At another correctional institution in Manaus, the Penal Institute Antônio Trindade, more than 65 people can be housed in an eight-person cell. The CHRM’s report says the prison system of the State of Amazonas is the most overcrowded in Brazil, with an occupation rate of 484 percent. Most of the detainees – 64 percent – have not even been to trial.
The Prison Pastoral has questioned the role of Umanizzare, the private company which runs six prisons in the State of Amazonas, five of them in Manaus. According to the CHRM’s report, the company is in charge of a prison population of 4,600 detainees – and charges $1,000 per month for each prisoner, almost twice the national average.
“According to clergymen connected to the Prison Pastoral, Umanizzare let 60 people die in 2017 and the continuation of the contract allowed the deaths of another 55 people,” said the CHRM’s report.
There are multiple rumors that prisoners are tortured, but could not be confirmed by the CHRM delegates, who were not allowed to speak privately with detainees. Nevertheless, in his article Castriani compared the poor treatment received in the prison system itself to torture.

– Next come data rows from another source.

use crate::database::MongoDB;
use crate::middleware::auth::current_user;
use crate::services::stats_service;
use actix_web::{web, HttpRequest, HttpResponse};

#[utoipa::path(
    get,
    path = "/api/stats/dashboard",
    tag = "Stats",
    responses(
        (status = 200, description = "Aggregated collection and deck statistics"),
        (status = 401, description = "Unauthorized")
    ),
    security(("bearer_auth" = []))
)]
pub async fn dashboard(db: web::Data<MongoDB>, req: HttpRequest) -> HttpResponse {
    let user = match current_user(&req) {
        Ok(user) => user,
        Err(e) => return e.to_response(),
    };
    log::info!("📊 GET /api/stats/dashboard - {}", user.user_id);

    match stats_service::dashboard(&db, &user.user_id).await {
        Ok(stats) => HttpResponse::Ok().json(serde_json::json!({
            "success": true,
            "data": stats
        })),
        Err(e) => e.to_response(),
    }
}
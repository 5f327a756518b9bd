use crate::database::MongoDB;
use crate::middleware::auth::current_user;
use crate::services::collection_service::ensure_owner;
use crate::services::{auth_service, user_service};
use actix_web::{web, HttpRequest, HttpResponse};

pub async fn get_user(
    db: web::Data<MongoDB>,
    req: HttpRequest,
    path: web::Path<String>,
) -> HttpResponse {
    let user = match current_user(&req) {
        Ok(user) => user,
        Err(e) => return e.to_response(),
    };
    let target_id = path.into_inner();
    log::info!("👤 GET /api/users/{} (by {})", target_id, user.user_id);

    match user_service::get_profile(&db, &target_id, &user.user_id).await {
        Ok(profile) => HttpResponse::Ok().json(serde_json::json!({
            "success": true,
            "user": profile
        })),
        Err(e) => e.to_response(),
    }
}

pub async fn update_user(
    db: web::Data<MongoDB>,
    req: HttpRequest,
    path: web::Path<String>,
    request: web::Json<auth_service::UpdateProfileRequest>,
) -> HttpResponse {
    let user = match current_user(&req) {
        Ok(user) => user,
        Err(e) => return e.to_response(),
    };
    let target_id = path.into_inner();
    log::info!("✏️ PUT /api/users/{} (by {})", target_id, user.user_id);

    // Seul le propriétaire du compte peut le modifier
    if let Err(e) = ensure_owner(&target_id, &user.user_id) {
        return e.to_response();
    }

    match auth_service::update_profile(&db, &target_id, &request).await {
        Ok(info) => HttpResponse::Ok().json(serde_json::json!({
            "success": true,
            "user": info
        })),
        Err(e) => e.to_response(),
    }
}

pub async fn delete_user(
    db: web::Data<MongoDB>,
    req: HttpRequest,
    path: web::Path<String>,
) -> HttpResponse {
    let user = match current_user(&req) {
        Ok(user) => user,
        Err(e) => return e.to_response(),
    };
    let target_id = path.into_inner();
    log::info!("🗑️ DELETE /api/users/{} (by {})", target_id, user.user_id);

    if let Err(e) = ensure_owner(&target_id, &user.user_id) {
        return e.to_response();
    }

    match auth_service::delete_user_account(&db, &target_id).await {
        Ok(()) => HttpResponse::Ok().json(serde_json::json!({
            "success": true,
            "message": "User deleted successfully"
        })),
        Err(e) => e.to_response(),
    }
}
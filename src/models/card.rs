use mongodb::bson::oid::ObjectId;
use mongodb::bson::DateTime as BsonDateTime;
use serde::{Deserialize, Serialize};
use std::collections::HashMap;

/// Raw card payload as returned by the Scryfall API.
/// Only the fields we denormalize are declared; the proxy endpoints still
/// forward the untouched JSON to the client.
#[derive(Debug, Serialize, Deserialize, Clone)]
pub struct ScryfallCard {
    pub id: String,
    pub name: String,
    #[serde(default)]
    pub printed_name: Option<String>,
    #[serde(default)]
    pub lang: Option<String>,
    #[serde(default)]
    pub mana_cost: Option<String>,
    #[serde(default)]
    pub cmc: Option<f64>,
    #[serde(default)]
    pub type_line: Option<String>,
    #[serde(default)]
    pub oracle_text: Option<String>,
    #[serde(default)]
    pub colors: Option<Vec<String>>,
    #[serde(default)]
    pub color_identity: Vec<String>,
    #[serde(default)]
    pub card_faces: Option<Vec<CardFace>>,
    #[serde(default)]
    pub image_uris: Option<ImageUris>,
    #[serde(default)]
    pub legalities: Option<HashMap<String, String>>,
    #[serde(default)]
    pub set: Option<String>,
    #[serde(default)]
    pub set_name: Option<String>,
    #[serde(default)]
    pub rarity: Option<String>,
    #[serde(default)]
    pub prices: Option<CardPrices>,
}

/// Face d'une carte double-face (MDFC, transform, etc.)
#[derive(Debug, Serialize, Deserialize, Clone)]
pub struct CardFace {
    pub name: String,
    #[serde(default)]
    pub printed_name: Option<String>,
    #[serde(default)]
    pub mana_cost: Option<String>,
    #[serde(default)]
    pub type_line: Option<String>,
    #[serde(default)]
    pub oracle_text: Option<String>,
    #[serde(default)]
    pub colors: Option<Vec<String>>,
    #[serde(default)]
    pub image_uris: Option<ImageUris>,
}

#[derive(Debug, Serialize, Deserialize, Clone)]
pub struct ImageUris {
    #[serde(default)]
    pub small: Option<String>,
    #[serde(default)]
    pub normal: Option<String>,
    #[serde(default)]
    pub large: Option<String>,
}

#[derive(Debug, Serialize, Deserialize, Clone)]
pub struct CardPrices {
    #[serde(default)]
    pub usd: Option<String>,
    #[serde(default)]
    pub usd_foil: Option<String>,
    #[serde(default)]
    pub eur: Option<String>,
}

/// Cached card document (collection: cards), keyed by Scryfall ID.
/// Read-mostly: upserted whenever the proxy fetches a single card.
#[derive(Debug, Serialize, Deserialize, Clone)]
pub struct Card {
    #[serde(rename = "_id", skip_serializing_if = "Option::is_none")]
    pub id: Option<ObjectId>,
    pub scryfall_id: String,
    pub name: String,
    #[serde(skip_serializing_if = "Option::is_none")]
    pub printed_name: Option<String>,
    #[serde(skip_serializing_if = "Option::is_none")]
    pub lang: Option<String>,
    #[serde(skip_serializing_if = "Option::is_none")]
    pub mana_cost: Option<String>,
    #[serde(skip_serializing_if = "Option::is_none")]
    pub cmc: Option<f64>,
    #[serde(skip_serializing_if = "Option::is_none")]
    pub type_line: Option<String>,
    #[serde(skip_serializing_if = "Option::is_none")]
    pub oracle_text: Option<String>,
    #[serde(skip_serializing_if = "Option::is_none")]
    pub colors: Option<Vec<String>>,
    #[serde(default)]
    pub color_identity: Vec<String>,
    #[serde(skip_serializing_if = "Option::is_none")]
    pub card_faces: Option<Vec<CardFace>>,
    #[serde(skip_serializing_if = "Option::is_none")]
    pub image_uris: Option<ImageUris>,
    #[serde(skip_serializing_if = "Option::is_none")]
    pub legalities: Option<HashMap<String, String>>,
    #[serde(skip_serializing_if = "Option::is_none")]
    pub set: Option<String>,
    #[serde(skip_serializing_if = "Option::is_none")]
    pub set_name: Option<String>,
    #[serde(skip_serializing_if = "Option::is_none")]
    pub rarity: Option<String>,
    #[serde(skip_serializing_if = "Option::is_none")]
    pub prices: Option<CardPrices>,
    #[serde(skip_serializing_if = "Option::is_none")]
    pub updated_at: Option<BsonDateTime>,
}

impl From<ScryfallCard> for Card {
    fn from(sc: ScryfallCard) -> Self {
        Card {
            id: None,
            scryfall_id: sc.id,
            name: sc.name,
            printed_name: sc.printed_name,
            lang: sc.lang,
            mana_cost: sc.mana_cost,
            cmc: sc.cmc,
            type_line: sc.type_line,
            oracle_text: sc.oracle_text,
            colors: sc.colors,
            color_identity: sc.color_identity,
            card_faces: sc.card_faces,
            image_uris: sc.image_uris,
            legalities: sc.legalities,
            set: sc.set,
            set_name: sc.set_name,
            rarity: sc.rarity,
            prices: sc.prices,
            updated_at: Some(BsonDateTime::now()),
        }
    }
}

impl Card {
    /// Display name, preferring the localized printed name.
    pub fn display_name(&self) -> &str {
        self.printed_name.as_deref().unwrap_or(&self.name)
    }

    /// USD price as a number (Scryfall serves prices as strings).
    pub fn price_usd(&self, foil: bool) -> Option<f64> {
        let prices = self.prices.as_ref()?;
        let raw = if foil { prices.usd_foil.as_ref() } else { prices.usd.as_ref() }?;
        raw.parse().ok()
    }
}

#[cfg(test)]
mod tests {
    use super::*;
    use serde_json::json;

    #[test]
    fn test_scryfall_card_parses_minimal_payload() {
        let raw = json!({
            "id": "0b7020f2-1dfd-4bd7-9fd7-43a10e3ba316",
            "name": "Llanowar Elves",
            "color_identity": ["G"],
        });
        let card: ScryfallCard = serde_json::from_value(raw).unwrap();
        assert_eq!(card.name, "Llanowar Elves");
        assert_eq!(card.color_identity, vec!["G"]);
        assert!(card.card_faces.is_none());
    }

    #[test]
    fn test_display_name_prefers_printed_name() {
        let raw = json!({
            "id": "x",
            "name": "Llanowar Elves",
            "printed_name": "Elfes de Llanowar",
            "color_identity": ["G"],
        });
        let card: Card = serde_json::from_value::<ScryfallCard>(raw).unwrap().into();
        assert_eq!(card.display_name(), "Elfes de Llanowar");
    }

    #[test]
    fn test_price_parsing() {
        let card: Card = serde_json::from_value::<ScryfallCard>(json!({
            "id": "x",
            "name": "Sol Ring",
            "prices": {"usd": "1.50", "usd_foil": "12.00"},
        }))
        .unwrap()
        .into();

        assert_eq!(card.price_usd(false), Some(1.5));
        assert_eq!(card.price_usd(true), Some(12.0));
    }
}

“Some may say this is not torture. But what does the torturer want, if not to humiliate his victim to the full in order to obtain submission? Unfortunately, what happens in the prisons is a reflection of the mentality of an age in which the ones who are not winners must not have rights. For this society, some people deserve to be tortured,” wrote the archbishop.
In June, right-wing President Jair Bolsonaro fired all the officers of the National Mechanism for the Prevention and Combat of Torture, an independent body that inspects prisons. He also stopped the salaries for the inspectors, who now must work as volunteers.